● PROBLEM DESCRIPTION
Copy exactly the lines of the material below, starting with the first and including the line that holds "let row = index + 1;".
+ + + + +
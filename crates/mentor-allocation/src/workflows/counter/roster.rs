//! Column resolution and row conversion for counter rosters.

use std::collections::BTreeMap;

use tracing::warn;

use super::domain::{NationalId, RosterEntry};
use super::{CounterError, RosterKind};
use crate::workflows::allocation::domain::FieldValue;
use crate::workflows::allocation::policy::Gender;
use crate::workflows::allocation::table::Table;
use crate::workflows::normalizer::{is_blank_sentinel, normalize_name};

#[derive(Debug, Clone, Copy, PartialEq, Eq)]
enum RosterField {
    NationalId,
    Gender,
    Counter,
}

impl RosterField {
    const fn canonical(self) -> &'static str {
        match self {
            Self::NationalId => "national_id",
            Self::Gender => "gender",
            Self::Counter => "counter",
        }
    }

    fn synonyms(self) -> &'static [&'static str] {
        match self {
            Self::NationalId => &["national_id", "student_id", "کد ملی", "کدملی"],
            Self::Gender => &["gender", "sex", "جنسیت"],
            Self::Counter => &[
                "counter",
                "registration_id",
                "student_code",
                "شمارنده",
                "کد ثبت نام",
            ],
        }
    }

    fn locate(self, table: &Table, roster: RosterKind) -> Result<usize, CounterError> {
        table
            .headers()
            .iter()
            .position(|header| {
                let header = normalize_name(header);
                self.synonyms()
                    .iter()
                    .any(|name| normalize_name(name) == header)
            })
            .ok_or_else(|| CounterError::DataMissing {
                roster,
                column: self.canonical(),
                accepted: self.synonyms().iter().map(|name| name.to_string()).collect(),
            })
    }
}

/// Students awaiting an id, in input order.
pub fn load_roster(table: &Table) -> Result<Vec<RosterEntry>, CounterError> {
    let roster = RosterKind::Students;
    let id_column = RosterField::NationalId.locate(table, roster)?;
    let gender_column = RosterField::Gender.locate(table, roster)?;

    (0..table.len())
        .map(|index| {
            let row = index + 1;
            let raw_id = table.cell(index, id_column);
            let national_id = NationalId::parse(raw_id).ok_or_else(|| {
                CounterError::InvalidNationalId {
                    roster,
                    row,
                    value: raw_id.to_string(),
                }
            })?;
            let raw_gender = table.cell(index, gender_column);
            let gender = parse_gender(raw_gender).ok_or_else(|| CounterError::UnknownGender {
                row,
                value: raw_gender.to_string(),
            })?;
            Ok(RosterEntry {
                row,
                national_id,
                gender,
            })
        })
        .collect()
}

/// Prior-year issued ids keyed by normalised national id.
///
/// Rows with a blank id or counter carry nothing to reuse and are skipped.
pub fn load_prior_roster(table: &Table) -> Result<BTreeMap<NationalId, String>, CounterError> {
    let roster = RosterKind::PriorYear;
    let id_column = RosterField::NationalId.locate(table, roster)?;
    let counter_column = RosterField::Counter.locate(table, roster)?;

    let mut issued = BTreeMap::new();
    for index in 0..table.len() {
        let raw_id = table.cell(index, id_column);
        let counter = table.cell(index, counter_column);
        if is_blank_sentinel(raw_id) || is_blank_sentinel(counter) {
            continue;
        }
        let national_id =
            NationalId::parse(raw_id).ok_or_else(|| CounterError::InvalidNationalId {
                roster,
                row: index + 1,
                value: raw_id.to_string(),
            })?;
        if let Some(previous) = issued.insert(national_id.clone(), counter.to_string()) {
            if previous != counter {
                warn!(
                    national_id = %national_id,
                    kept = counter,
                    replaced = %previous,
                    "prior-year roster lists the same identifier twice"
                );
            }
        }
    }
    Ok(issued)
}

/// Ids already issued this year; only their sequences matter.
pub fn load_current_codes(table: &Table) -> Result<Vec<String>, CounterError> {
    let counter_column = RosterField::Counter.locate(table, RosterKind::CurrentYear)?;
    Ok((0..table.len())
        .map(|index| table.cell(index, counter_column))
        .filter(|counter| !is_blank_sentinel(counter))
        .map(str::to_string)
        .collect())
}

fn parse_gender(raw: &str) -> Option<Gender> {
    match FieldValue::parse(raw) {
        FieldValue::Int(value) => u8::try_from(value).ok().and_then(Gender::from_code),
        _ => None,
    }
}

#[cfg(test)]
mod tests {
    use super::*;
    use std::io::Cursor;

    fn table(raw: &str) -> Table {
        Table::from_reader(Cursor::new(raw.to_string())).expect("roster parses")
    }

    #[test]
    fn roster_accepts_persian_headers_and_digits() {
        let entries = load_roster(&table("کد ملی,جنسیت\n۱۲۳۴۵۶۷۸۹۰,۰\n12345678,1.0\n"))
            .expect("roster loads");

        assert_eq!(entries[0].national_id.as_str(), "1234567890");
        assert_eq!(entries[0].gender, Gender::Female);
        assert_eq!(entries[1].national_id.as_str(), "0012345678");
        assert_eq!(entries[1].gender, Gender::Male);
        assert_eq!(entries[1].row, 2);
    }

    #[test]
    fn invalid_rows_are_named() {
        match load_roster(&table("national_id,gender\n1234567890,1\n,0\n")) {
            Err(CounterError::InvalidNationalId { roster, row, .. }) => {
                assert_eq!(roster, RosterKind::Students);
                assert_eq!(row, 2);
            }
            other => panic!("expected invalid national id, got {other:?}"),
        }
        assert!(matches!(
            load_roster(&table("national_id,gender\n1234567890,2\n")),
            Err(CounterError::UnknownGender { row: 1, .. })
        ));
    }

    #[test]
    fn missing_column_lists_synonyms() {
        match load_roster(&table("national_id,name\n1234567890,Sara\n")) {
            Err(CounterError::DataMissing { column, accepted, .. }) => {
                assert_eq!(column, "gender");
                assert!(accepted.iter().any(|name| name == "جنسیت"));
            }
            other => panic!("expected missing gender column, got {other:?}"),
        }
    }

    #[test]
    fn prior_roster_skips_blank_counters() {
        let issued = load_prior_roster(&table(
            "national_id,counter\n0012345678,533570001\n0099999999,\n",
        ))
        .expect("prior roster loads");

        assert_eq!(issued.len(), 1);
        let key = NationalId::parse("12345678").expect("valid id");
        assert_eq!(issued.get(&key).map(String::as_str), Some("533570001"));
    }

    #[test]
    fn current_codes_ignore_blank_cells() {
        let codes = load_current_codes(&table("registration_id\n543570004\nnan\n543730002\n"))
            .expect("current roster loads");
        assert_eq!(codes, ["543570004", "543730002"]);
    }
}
+ + + + +
● RESULT OF THE EXERCISE
filename crates/mentor-allocation/src/workflows/counter/roster.rs
//! Column resolution and row conversion for counter rosters.

use std::collections::BTreeMap;

use tracing::warn;

use super::domain::{NationalId, RosterEntry};
use super::{CounterError, RosterKind};
use crate::workflows::allocation::domain::FieldValue;
use crate::workflows::allocation::policy::Gender;
use crate::workflows::allocation::table::Table;
use crate::workflows::normalizer::{is_blank_sentinel, normalize_name};

#[derive(Debug, Clone, Copy, PartialEq, Eq)]
enum RosterField {
    NationalId,
    Gender,
    Counter,
}

impl RosterField {
    const fn canonical(self) -> &'static str {
        match self {
            Self::NationalId => "national_id",
            Self::Gender => "gender",
            Self::Counter => "counter",
        }
    }

    fn synonyms(self) -> &'static [&'static str] {
        match self {
            Self::NationalId => &["national_id", "student_id", "کد ملی", "کدملی"],
            Self::Gender => &["gender", "sex", "جنسیت"],
            Self::Counter => &[
                "counter",
                "registration_id",
                "student_code",
                "شمارنده",
                "کد ثبت نام",
            ],
        }
    }

    fn locate(self, table: &Table, roster: RosterKind) -> Result<usize, CounterError> {
        table
            .headers()
            .iter()
            .position(|header| {
                let header = normalize_name(header);
                self.synonyms()
                    .iter()
                    .any(|name| normalize_name(name) == header)
            })
            .ok_or_else(|| CounterError::DataMissing {
                roster,
                column: self.canonical(),
                accepted: self.synonyms().iter().map(|name| name.to_string()).collect(),
            })
    }
}

/// Students awaiting an id, in input order.
pub fn load_roster(table: &Table) -> Result<Vec<RosterEntry>, CounterError> {
    let roster = RosterKind::Students;
    let id_column = RosterField::NationalId.locate(table, roster)?;
    let gender_column = RosterField::Gender.locate(table, roster)?;

    (0..table.len())
        .map(|index| {
            let row = index + 1;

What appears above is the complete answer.